Sebagai proses perbaikan hidup dan kualitas demograsi, pemilu memang pelajaran penting dan sangat berharga. Dari momen ini kedewasaan berbangsa dan bernegara diukur, dari ini pula kita bisa melihat indicator dan capaian bangsa ini selama meniti perjalanan hidupnya. Adakah kita telah cukup jujur? Apakah kita telah cukup dewasa? atau adakah kita punya sikap legewa?
Pilpres 2009 berjalan relative aman dan lancar, memang. Tetapi, sungguh naïf bila menyebut pilpres kali ini telah sempurna, masih banyak kekurangan dan janji-janji di sana-sini yang di masa-masa mendatang bakal kita lihat sebagai sisi buruk untuk diperbaiki. Itulah hikmah daripada pelajaran yang menelan biaya puluhan triliun tersebut. Sebagai sebuah pelajaran, pesta demograsi seperti kita tahu perlu waktu yang cukup panjang dan nyaris mustahil untuk dicapai. Kita punya banyak catatan sejak pemilihan umum pertama dilaksanakan pada tahun 1955. yan agak penting untuk digarisbawahi, dari lima tahun ke lima tahun berikutnya, kualitas penyelenggaraan pesta demograsi ternyata tidak selal baik kualitasnya. Di era soeharto kualitas pesta rakyat kita seperti berjalan di kubangan Lumpur, dimana selama berkali-kali penyelenggaraan pemilu di masa Orba berkuasa.

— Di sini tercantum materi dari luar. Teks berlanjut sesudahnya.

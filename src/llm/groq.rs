use super::{chat_messages, ChatMessage, ModelClient};
use crate::config::LlmConfig;
use crate::error::ProviderError;
use crate::prompt::Prompt;
use serde::{Deserialize, Serialize};

#[derive(Serialize)]
struct ChatRequest {
    model: String,
    messages: Vec<ChatMessage>,
    temperature: f32,
    stream: bool,
}

#[derive(Deserialize)]
struct ChatResponse {
    #[serde(default)]
    choices: Vec<Choice>,
}

#[derive(Deserialize)]
struct Choice {
    message: ChoiceMessage,
}

#[derive(Deserialize)]
struct ChoiceMessage {
    #[serde(default)]
    content: Option<String>,
}

/// Client for Groq's OpenAI-compatible chat completions API.
pub struct GroqClient {
    base_url: String,
    model: String,
    temperature: f32,
    api_key: String,
    client: reqwest::blocking::Client,
}

impl GroqClient {
    pub fn new(config: &LlmConfig, api_key: String) -> Self {
        Self {
            base_url: config.endpoint().trim_end_matches('/').to_string(),
            model: config.model().to_string(),
            temperature: config.temperature,
            api_key,
            client: reqwest::blocking::Client::new(),
        }
    }
}

impl ModelClient for GroqClient {
    fn complete(&self, prompt: &Prompt) -> Result<String, ProviderError> {
        let url = format!("{}/chat/completions", self.base_url);
        let body = ChatRequest {
            model: self.model.clone(),
            messages: chat_messages(prompt),
            temperature: self.temperature,
            stream: false,
        };
        tracing::debug!(%url, model = %self.model, system_len = prompt.system.len(), "sending chat completion");

        let resp: ChatResponse = self
            .client
            .post(&url)
            .bearer_auth(&self.api_key)
            .json(&body)
            .send()?
            .error_for_status()?
            .json()?;

        resp.choices
            .into_iter()
            .next()
            .and_then(|c| c.message.content)
            .ok_or_else(|| ProviderError::new("response contained no message"))
    }

    fn is_available(&self) -> bool {
        let url = format!("{}/models", self.base_url);
        self.client
            .get(&url)
            .bearer_auth(&self.api_key)
            .send()
            .map(|r| r.status().is_success())
            .unwrap_or(false)
    }

    fn model(&self) -> &str {
        &self.model
    }
}
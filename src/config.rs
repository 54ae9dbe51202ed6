use crate::error::{ConfigError, UnknownPersona};
use crate::personas;
use serde::{Deserialize, Serialize};
use std::{
    env, fs,
    path::{Path, PathBuf},
};

const APP_NAME: &str = "groq-cli";
const DEFAULT_GROQ_MODEL: &str = "llama-3.3-70b-versatile";
const DEFAULT_GROQ_URL: &str = "https://api.groq.com/openai/v1";
const DEFAULT_OLLAMA_MODEL: &str = "llama3.1";
const DEFAULT_OLLAMA_URL: &str = "http://localhost:11434";
const DEFAULT_API_KEY_ENV: &str = "GROQ_API_KEY";
const DEFAULT_TEMPERATURE: f32 = 0.1;

#[derive(Debug, Clone, Copy, Default, PartialEq, Eq, Serialize, Deserialize)]
#[serde(rename_all = "lowercase")]
pub enum Provider {
    #[default]
    Groq,
    Ollama,
}

impl std::str::FromStr for Provider {
    type Err = ConfigError;

    fn from_str(s: &str) -> Result<Self, Self::Err> {
        match s.trim().to_lowercase().as_str() {
            "groq" => Ok(Provider::Groq),
            "ollama" => Ok(Provider::Ollama),
            _ => Err(ConfigError::UnknownProvider {
                name: s.to_string(),
            }),
        }
    }
}

#[derive(Debug, Clone, Serialize, Deserialize)]
#[serde(default)]
pub struct LlmConfig {
    pub provider: Provider,
    /// Falls back to the provider's default model when unset.
    #[serde(skip_serializing_if = "Option::is_none")]
    pub model: Option<String>,
    /// Falls back to the provider's public endpoint when unset.
    #[serde(skip_serializing_if = "Option::is_none")]
    pub endpoint: Option<String>,
    pub temperature: f32,
    pub api_key_env: String,
}

impl Default for LlmConfig {
    fn default() -> Self {
        Self {
            provider: Provider::Groq,
            model: None,
            endpoint: None,
            temperature: DEFAULT_TEMPERATURE,
            api_key_env: DEFAULT_API_KEY_ENV.to_string(),
        }
    }
}

impl LlmConfig {
    pub fn model(&self) -> &str {
        match (&self.model, self.provider) {
            (Some(model), _) => model,
            (None, Provider::Groq) => DEFAULT_GROQ_MODEL,
            (None, Provider::Ollama) => DEFAULT_OLLAMA_MODEL,
        }
    }

    pub fn endpoint(&self) -> &str {
        match (&self.endpoint, self.provider) {
            (Some(endpoint), _) => endpoint,
            (None, Provider::Groq) => DEFAULT_GROQ_URL,
            (None, Provider::Ollama) => DEFAULT_OLLAMA_URL,
        }
    }

    /// Read the provider credential from the environment.
    pub fn api_key(&self) -> Result<String, ConfigError> {
        match env::var(&self.api_key_env) {
            Ok(key) if !key.trim().is_empty() => Ok(key),
            _ => Err(ConfigError::MissingCredential {
                var: self.api_key_env.clone(),
            }),
        }
    }
}

#[derive(Debug, Clone, Serialize, Deserialize)]
#[serde(default)]
pub struct BehaviorConfig {
    pub default_persona: String,
}

impl Default for BehaviorConfig {
    fn default() -> Self {
        Self {
            default_persona: personas::DEFAULT_PERSONA.to_string(),
        }
    }
}

#[derive(Debug, Clone, Default, Serialize, Deserialize)]
#[serde(default)]
pub struct Config {
    pub llm: LlmConfig,
    pub behavior: BehaviorConfig,
}

impl Config {
    /// Persona names are checked here so a typo in the file is caught at
    /// startup rather than on the first request.
    pub fn validate(&self) -> Result<(), ConfigError> {
        let name = self.behavior.default_persona.trim().to_lowercase();
        if !personas::contains(&name) {
            return Err(UnknownPersona {
                name: self.behavior.default_persona.clone(),
            }
            .into());
        }
        Ok(())
    }
}

pub fn get_config_path() -> PathBuf {
    dirs::config_dir()
        .unwrap_or_else(|| PathBuf::from("."))
        .join(APP_NAME)
        .join("config.toml")
}

/// Load `path`, falling back to defaults when the file is missing or bad.
pub fn load_config(path: &Path) -> Config {
    if !path.exists() {
        return Config::default();
    }
    match fs::read_to_string(path) {
        Ok(content) => match toml::from_str(&content) {
            Ok(config) => config,
            Err(e) => {
                tracing::warn!(path = %path.display(), error = %e, "ignoring malformed config");
                Config::default()
            }
        },
        Err(e) => {
            tracing::warn!(path = %path.display(), error = %e, "cannot read config");
            Config::default()
        }
    }
}

pub fn save_config(config: &Config, path: &Path) -> Result<(), ConfigError> {
    let write_err = |source| ConfigError::Write {
        path: path.to_path_buf(),
        source,
    };
    if let Some(parent) = path.parent() {
        fs::create_dir_all(parent).map_err(write_err)?;
    }
    let content = toml::to_string_pretty(config)?;
    fs::write(path, content).map_err(write_err)?;
    Ok(())
}
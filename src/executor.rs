use crate::error::ExecError;
use crate::types::ExecutionResult;
use std::process::{Command, ExitStatus, Stdio};

/// Exit code shells use for a child killed by SIGINT.
const SIGINT_EXIT_CODE: i32 = 130;
#[cfg(unix)]
const SIGINT: i32 = 2;

/// Runs approved commands. Behind a trait so the pipeline can be driven
/// without spawning processes.
pub trait CommandRunner: Send {
    fn run(&self, command: &str) -> Result<ExecutionResult, ExecError>;
}

#[derive(Debug, Default, Clone, Copy)]
pub struct ShellRunner;

impl CommandRunner for ShellRunner {
    fn run(&self, command: &str) -> Result<ExecutionResult, ExecError> {
        execute(command)
    }
}

/// Run `command` through the shell. Output streams straight to the
/// terminal; a non-zero exit is a normal result, not an error.
pub fn execute(command: &str) -> Result<ExecutionResult, ExecError> {
    tracing::debug!(command, "spawning shell");
    let status = shell_command(command)
        .stdin(Stdio::inherit())
        .stdout(Stdio::inherit())
        .stderr(Stdio::inherit())
        .status()?;
    let result = result_from_status(status);
    tracing::debug!(?result, "command finished");
    Ok(result)
}

#[cfg(unix)]
fn shell_command(command: &str) -> Command {
    let mut cmd = Command::new("sh");
    cmd.arg("-c").arg(command);
    cmd
}

#[cfg(windows)]
fn shell_command(command: &str) -> Command {
    let mut cmd = Command::new("cmd");
    cmd.arg("/C").arg(command);
    cmd
}

fn result_from_status(status: ExitStatus) -> ExecutionResult {
    if status.success() {
        return ExecutionResult::succeeded();
    }
    if killed_by_sigint(&status) || status.code() == Some(SIGINT_EXIT_CODE) {
        return ExecutionResult::interrupted();
    }
    ExecutionResult::failed(status.code())
}

#[cfg(unix)]
fn killed_by_sigint(status: &ExitStatus) -> bool {
    use std::os::unix::process::ExitStatusExt;
    status.signal() == Some(SIGINT)
}

#[cfg(not(unix))]
fn killed_by_sigint(_status: &ExitStatus) -> bool {
    false
}
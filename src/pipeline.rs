//! One request, end to end:
//!
//! `Idle → ProbingContext → AwaitingModel → Parsing → AwaitingConfirmation
//! → Executing → Done`, with `Aborted` reachable from the model and parse
//! steps. A declined confirmation goes straight to `Done`. Nothing carries
//! over between requests except the session's persona.

use crate::environment::{self, EnvironmentContext};
use crate::error::{ExecError, ParseError, ProviderError};
use crate::executor::CommandRunner;
use crate::interrupt::{Interrupts, Phase};
use crate::llm::ModelClient;
use crate::parser;
use crate::prompt::{self, Prompt};
use crate::safety;
use crate::session::Session;
use crate::types::{CommandSuggestion, ExecutionResult};
use crate::ui::{Console, Tone};
use std::{
    fmt,
    sync::{mpsc, Arc},
    thread,
    time::Duration,
};

const INTERRUPT_POLL: Duration = Duration::from_millis(50);

#[derive(Debug, Clone, Copy, PartialEq, Eq)]
pub enum RequestState {
    Idle,
    ProbingContext,
    AwaitingModel,
    Parsing,
    AwaitingConfirmation,
    Executing,
    Done,
    Aborted,
}

impl fmt::Display for RequestState {
    fn fmt(&self, f: &mut fmt::Formatter<'_>) -> fmt::Result {
        let name = match self {
            RequestState::Idle => "idle",
            RequestState::ProbingContext => "probing-context",
            RequestState::AwaitingModel => "awaiting-model",
            RequestState::Parsing => "parsing",
            RequestState::AwaitingConfirmation => "awaiting-confirmation",
            RequestState::Executing => "executing",
            RequestState::Done => "done",
            RequestState::Aborted => "aborted",
        };
        f.write_str(name)
    }
}

#[derive(Debug, thiserror::Error)]
pub enum AbortReason {
    #[error(transparent)]
    Provider(#[from] ProviderError),
    #[error(transparent)]
    Parse(#[from] ParseError),
    #[error("interrupted")]
    Interrupted,
}

#[derive(Debug)]
pub enum RequestOutcome {
    /// The command ran; it may still have failed.
    Executed(ExecutionResult),
    Declined,
    ExecutionFailed(ExecError),
    Aborted(AbortReason),
}

impl RequestOutcome {
    pub fn final_state(&self) -> RequestState {
        match self {
            RequestOutcome::Aborted(_) => RequestState::Aborted,
            _ => RequestState::Done,
        }
    }
}

pub struct Pipeline {
    model: Arc<dyn ModelClient>,
    runner: Box<dyn CommandRunner>,
    interrupts: Interrupts,
    probe: fn() -> EnvironmentContext,
}

impl Pipeline {
    pub fn new(
        model: Arc<dyn ModelClient>,
        runner: Box<dyn CommandRunner>,
        interrupts: Interrupts,
    ) -> Self {
        Self {
            model,
            runner,
            interrupts,
            probe: environment::probe,
        }
    }

    pub fn with_probe(mut self, probe: fn() -> EnvironmentContext) -> Self {
        self.probe = probe;
        self
    }

    pub fn model(&self) -> &dyn ModelClient {
        self.model.as_ref()
    }

    pub fn interrupts(&self) -> &Interrupts {
        &self.interrupts
    }

    /// The prompt a request would be sent with right now.
    pub fn render_prompt(&self, session: &Session, request: &str) -> Prompt {
        let context = (self.probe)();
        let prompt = prompt::assemble(
            session.persona_text(),
            &context,
            &prompt::schema_description(),
            request,
        );
        tracing::debug!(
            persona = session.active_persona(),
            system_len = prompt.system.len(),
            "prompt assembled"
        );
        prompt
    }

    pub fn suggest(&self, session: &Session, request: &str) -> Result<CommandSuggestion, AbortReason> {
        transition(RequestState::ProbingContext);
        let prompt = self.render_prompt(session, request);

        transition(RequestState::AwaitingModel);
        let raw = self.invoke(prompt)?;

        transition(RequestState::Parsing);
        Ok(parser::parse(&raw)?)
    }

    /// Run the model call off-thread so an interrupt can abandon it.
    fn invoke(&self, prompt: Prompt) -> Result<String, AbortReason> {
        let _phase = self.interrupts.enter(Phase::AwaitingModel);
        let (tx, rx) = mpsc::channel();
        let model = Arc::clone(&self.model);
        thread::spawn(move || {
            // the receiver is gone if the request was interrupted
            let _ = tx.send(model.complete(&prompt));
        });

        loop {
            match rx.recv_timeout(INTERRUPT_POLL) {
                Ok(reply) => return Ok(reply?),
                Err(mpsc::RecvTimeoutError::Timeout) => {
                    if self.interrupts.take() {
                        return Err(AbortReason::Interrupted);
                    }
                }
                Err(mpsc::RecvTimeoutError::Disconnected) => {
                    return Err(ProviderError::new("provider call panicked").into());
                }
            }
        }
    }

    pub fn process_request(
        &self,
        session: &Session,
        console: &mut dyn Console,
        request: &str,
    ) -> RequestOutcome {
        let persona = session.active_persona();
        console.say(Tone::Info, &format!("🤖 Getting {} suggestion...", persona));

        let suggestion = match self.suggest(session, request) {
            Ok(s) => s,
            Err(AbortReason::Interrupted) => {
                transition(RequestState::Aborted);
                console.say(Tone::Dim, "Cancelled by user.");
                return RequestOutcome::Aborted(AbortReason::Interrupted);
            }
            Err(reason) => {
                transition(RequestState::Aborted);
                tracing::warn!(error = %reason, "suggestion failed");
                console.say(Tone::Error, &format!("Error getting AI suggestion: {}", reason));
                console.say(Tone::Error, "❌ Failed to get command suggestion. Please try again.");
                return RequestOutcome::Aborted(reason);
            }
        };

        transition(RequestState::AwaitingConfirmation);
        let approved = {
            let _phase = self.interrupts.enter(Phase::Confirming);
            let approved = safety::confirm(console, persona, &suggestion);
            approved && !self.interrupts.take()
        };
        if !approved {
            transition(RequestState::Done);
            console.say(Tone::Dim, "Command not executed.");
            return RequestOutcome::Declined;
        }

        transition(RequestState::Executing);
        console.say(Tone::Dim, &format!("🚀 Executing: {}", suggestion.command));
        let run = {
            let _phase = self.interrupts.enter(Phase::Executing);
            let run = self.runner.run(&suggestion.command);
            let interrupted = self.interrupts.take();
            run.map(|mut result| {
                if interrupted && !result.success {
                    result.interrupted = true;
                }
                result
            })
        };
        transition(RequestState::Done);

        match run {
            Ok(result) => {
                report(console, &result);
                RequestOutcome::Executed(result)
            }
            Err(e) => {
                console.say(Tone::Error, &format!("❌ Error executing command: {}", e));
                RequestOutcome::ExecutionFailed(e)
            }
        }
    }
}

fn report(console: &mut dyn Console, result: &ExecutionResult) {
    if result.success {
        console.say(Tone::Success, "✅ Command completed successfully");
    } else if result.interrupted {
        console.say(Tone::Warning, "🛑 Command interrupted by user");
    } else {
        match result.exit_code {
            Some(code) => console.say(Tone::Warning, &format!("⚠️  Command exited with code {}", code)),
            None => console.say(Tone::Warning, "⚠️  Command terminated by a signal"),
        }
    }
}

fn transition(state: RequestState) {
    tracing::debug!(%state, "request state");
}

Hidup secara demogratis adalah goal terakhir di setiap pelaksanaan pemilu. Tapi, celakanya , disaat itu menjadi sebuah cita-cita, kita telah dituntut untuk demogratis ketika dalam proses menuju pemerintahan yang demogratis itu. Dimana keruwetan masalah Daftar Pemilih Tetap (DPT) masih menjadi hal yang paling mengkhawatirkan di detik-detik terakhir pelaksanaan penyontrengan. Padahal, kasus yang sama pernah menghebohkan kita semua, pada waktu yang lalu saat pelaksanaan Pilgub yan terjadi di mana. Pertanyaannya, mengapa hal-hal yang begini menjadi sangat sulit dipetik hikmahnya? Akhirnya, data palsu, nama ganda, warga kehilangan hak memilih, kembali terluang dan terulang kembali.